REQUIRED ACTION: In the material below, find each line with the string "cannot" and copy it.

MATERIAL TO PROCESS:
○ ○ ○ ○ ○ ○ ○
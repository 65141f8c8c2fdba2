use std::{net::SocketAddr, sync::Arc};

use blaze_common::{
    Signal, internal,
    traits::{relay::MessageRelay, verify::SenderVerifier},
    tracing,
};
use futures_util::future::join_all;
use tokio::{
    io::{AsyncRead, AsyncWrite},
    net::TcpListener,
    sync::broadcast,
    task::JoinHandle,
};
use tokio_rustls::TlsAcceptor;

use crate::{
    config::SmtpConfig,
    connection,
    error::ListenerError,
    session::{Session, SessionConfig},
};

/// Accepts inbound connections and runs one [`Session`] per client.
pub struct Listener {
    address: SocketAddr,
    config: Arc<SessionConfig>,
    acceptor: Option<TlsAcceptor>,
    verifier: Arc<dyn SenderVerifier>,
    relay: Arc<dyn MessageRelay>,
}

impl Listener {
    /// Prepare a listener from the `smtp` configuration section.
    ///
    /// Connections use implicit TLS whenever a certificate is configured,
    /// unless `development_mode` is set.
    ///
    /// # Errors
    ///
    /// Fails if the certificate or key cannot be loaded.
    pub fn new(
        smtp: &SmtpConfig,
        destination: impl Into<String>,
        development_mode: bool,
        verifier: Arc<dyn SenderVerifier>,
        relay: Arc<dyn MessageRelay>,
    ) -> Result<Self, ListenerError> {
        let config = SessionConfig::builder()
            .with_hostname(smtp.hostname.as_str())
            .with_extensions(smtp.extensions.clone())
            .with_limits(smtp.limits)
            .with_timeouts(smtp.timeouts)
            .with_credentials(smtp.credentials.clone())
            .with_require_auth(smtp.require_auth)
            .with_destination(destination)
            .build();

        let acceptor = match &smtp.tls {
            Some(tls) if !development_mode => Some(connection::acceptor(tls)?),
            Some(_) => {
                internal!(level = WARN, "Development mode: serving SMTP without TLS");
                None
            }
            None => None,
        };

        Ok(Self {
            address: smtp.listen,
            config: Arc::new(config),
            acceptor,
            verifier,
            relay,
        })
    }

    /// Serve until a shutdown signal arrives, then wait for open sessions to
    /// finish.
    ///
    /// # Errors
    ///
    /// Fails if the address cannot be bound or accepting fails.
    pub async fn serve(&self, mut shutdown: broadcast::Receiver<Signal>) -> Result<(), ListenerError> {
        let listener = TcpListener::bind(self.address)
            .await
            .map_err(|source| ListenerError::Bind {
                address: self.address,
                source,
            })?;

        self.serve_on(listener, &mut shutdown).await
    }

    /// Serve on an already bound socket.
    ///
    /// # Errors
    ///
    /// Fails if accepting a connection fails.
    pub async fn serve_on(
        &self,
        listener: TcpListener,
        shutdown: &mut broadcast::Receiver<Signal>,
    ) -> Result<(), ListenerError> {
        internal!(
            level = INFO,
            "SMTP listening on {} ({})",
            self.address,
            if self.acceptor.is_some() { "implicit TLS" } else { "plain" }
        );

        let mut sessions = Vec::new();

        loop {
            tokio::select! {
                sig = shutdown.recv() => {
                    if matches!(sig, Ok(Signal::Shutdown) | Err(broadcast::error::RecvError::Closed)) {
                        internal!(level = INFO, "SMTP listener received shutdown signal, finishing sessions ...");
                        join_all(sessions).await;
                        break;
                    }
                }

                connection = listener.accept() => {
                    let (stream, peer) = connection.map_err(ListenerError::Accept)?;
                    tracing::debug!(%peer, "Connection received");
                    sessions.retain(|handle: &JoinHandle<()>| !handle.is_finished());
                    sessions.push(self.spawn(stream, peer, shutdown.resubscribe()));
                }
            }
        }

        Ok(())
    }

    fn spawn(
        &self,
        stream: tokio::net::TcpStream,
        peer: SocketAddr,
        signal: broadcast::Receiver<Signal>,
    ) -> JoinHandle<()> {
        let acceptor = self.acceptor.clone();
        let config = Arc::clone(&self.config);
        let verifier = Arc::clone(&self.verifier);
        let relay = Arc::clone(&self.relay);

        tokio::spawn(async move {
            match acceptor {
                Some(acceptor) => match connection::accept(&acceptor, stream).await {
                    Ok(stream) => run(stream, peer, config, verifier, relay, signal).await,
                    Err(err) => internal!(level = WARN, "TLS handshake with {peer} failed: {err}"),
                },
                None => run(stream, peer, config, verifier, relay, signal).await,
            }
        })
    }
}

async fn run<Stream: AsyncRead + AsyncWrite + Unpin + Send>(
    stream: Stream,
    peer: SocketAddr,
    config: Arc<SessionConfig>,
    verifier: Arc<dyn SenderVerifier>,
    relay: Arc<dyn MessageRelay>,
    signal: broadcast::Receiver<Signal>,
) {
    let session = Session::create(stream, peer, config, verifier, relay);

    match session.run(signal).await {
        Ok(()) => {}
        Err(err) if err.is_shutdown() => {
            tracing::debug!(%peer, "Session ended by shutdown");
        }
        Err(err) if err.is_client_error() => {
            internal!(level = INFO, "Session with {peer} ended: {err}");
        }
        Err(err) => internal!(level = ERROR, "Session with {peer} failed: {err}"),
    }
}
○ ○ ○ ○ ○ ○ ○
YOUR SOLUTION:
    /// Fails if the certificate or key cannot be loaded.
    /// Fails if the address cannot be bound or accepting fails.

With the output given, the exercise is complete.